Certo, quanti ritengono, al centro-sinistra ed al centro, che a prescindere dal proprio “status” tutti debbano aver diritto all’ingresso ed all’accoglienza in Italia, non fanno altro che combattere la loro battaglia. Ma devono sapere che essa è avversata dalla grande maggioranza degli italiani, dallo “ius gentium”, dai limiti posti dall’art.10 della Costituzione e dal buon senso. Si possono fare spallucce davanti alla necessaria distinzione fra i portatori del diritto di asilo ed i migranti economici, ma anche se a farle è un ex presidente del governo italiano e della commissione europea il risultato non cambia. E Salvini ne trae profitto e consenso.

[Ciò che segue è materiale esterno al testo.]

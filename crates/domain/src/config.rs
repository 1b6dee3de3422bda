pub mod aggregates;
pub mod value_objects;

pub use aggregates::DocsConfig;
pub use value_objects::GlobPattern;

Egli andrebbe invece contrastato su ciò che dovrebbe fare e non fa: continuare nell’azione di Minniti che, coinvolgendo poteri libici e governi africani, ha interrotto o ridotto i flussi e moltiplicato i rimpatri dalla Libia. Proseguire nel riconoscimento del diritto d’asilo già nei campi Onu libici, che si traduce poi nell’arrivo aereo in Italia. Riattivare presso le ambasciate l’incontro tra domanda di lavoro italiana ed offerta, che consente nuovi flussi economici regolari. Usare umanità e fermezza nella gestione interna delle presenze, combattendo la clandestinità a rischio crimine ed incentivando rimpatri e ricollocamenti, che richiedono collaborazione e non iattanza con l’Europa. Con cui è decisivo riuscire a lavorare per varare finalmente un vero piano per l’Africa, che costruisca lavoro e sicurezza nell’interesse di tutti.

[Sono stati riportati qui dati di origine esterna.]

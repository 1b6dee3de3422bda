use docs_conf_domain::{config::DocsConfig, release::normalize_tag};
use docs_conf_ports::{
    buildlog::BuildLogSink,
    vcs::{TagDescriber, TagQuery},
};
use docs_conf_shared_kernel::{ApplicationError, ReleaseString, Result};

use crate::dto::LoadConfigInput;

/// Resolves the release identifier from the nearest reachable tag.
pub struct ResolveRelease<'a> {
    describer: &'a dyn TagDescriber,
}

impl<'a> ResolveRelease<'a> {
    pub fn new(describer: &'a dyn TagDescriber) -> Self {
        Self { describer }
    }

    pub fn run(&self, query: &TagQuery) -> Result<ReleaseString> {
        let described = self.describer.describe(query)?;
        let normalized = normalize_tag(described.trim());
        log::debug!("normalized tag '{}' to '{normalized}'", described.trim());
        Ok(ReleaseString::new(normalized)?)
    }
}

/// Loads the complete documentation configuration for one repository.
pub struct LoadDocsConfig<'a> {
    describer: &'a dyn TagDescriber,
    build_log: &'a dyn BuildLogSink,
}

impl<'a> LoadDocsConfig<'a> {
    pub fn new(describer: &'a dyn TagDescriber, build_log: &'a dyn BuildLogSink) -> Self {
        Self { describer, build_log }
    }

    /// Emits the host marker, resolves the release and assembles the
    /// validated configuration. Resolution failure aborts the load.
    pub fn run(&self, input: &LoadConfigInput) -> Result<DocsConfig> {
        self.build_log.on_marker(input.host.marker())?;

        let release =
            ResolveRelease::new(self.describer).run(&input.query).map_err(|e| {
                ApplicationError::ReleaseResolutionFailed {
                    reason: format!(
                        "tag description failed in '{}'",
                        input.query.repo_dir.display()
                    ),
                    source: Some(Box::new(e)),
                }
            })?;

        self.build_log.on_release(&input.project, release.as_str())?;

        let config = DocsConfig {
            project: input.project.clone(),
            copyright: input.copyright.clone(),
            author: input.author.clone(),
            master_doc: input.master_doc.clone(),
            release,
            extensions: input.extensions.clone(),
            templates_path: input.templates_path.clone(),
            exclude_patterns: input.exclude_patterns.clone(),
            html_theme: input.html_theme,
            html_static_path: input.html_static_path.clone(),
            html_logo: input.html_logo.clone(),
        };

        config.validate().map_err(|e| ApplicationError::ConfigAssemblyFailed {
            reason: e.to_string(),
            source: Some(Box::new(e.into())),
        })?;

        Ok(config)
    }
}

Insomma, Salvini non va quotidianamente bruciato in effigie per tutto quanto fa, ma specificamente per le cose sbagliate ed in particolare per quelle, più difficili, che non riesce a fare e di cui perciò non parla. Lo si contrasta proponendo concrete alternative e sfidandolo sul piano dei fatti. Invece la lamentosa esecrazione fa di lui un moderno re di Prussia, per cui ed a favore del quale si finisce per lavorare.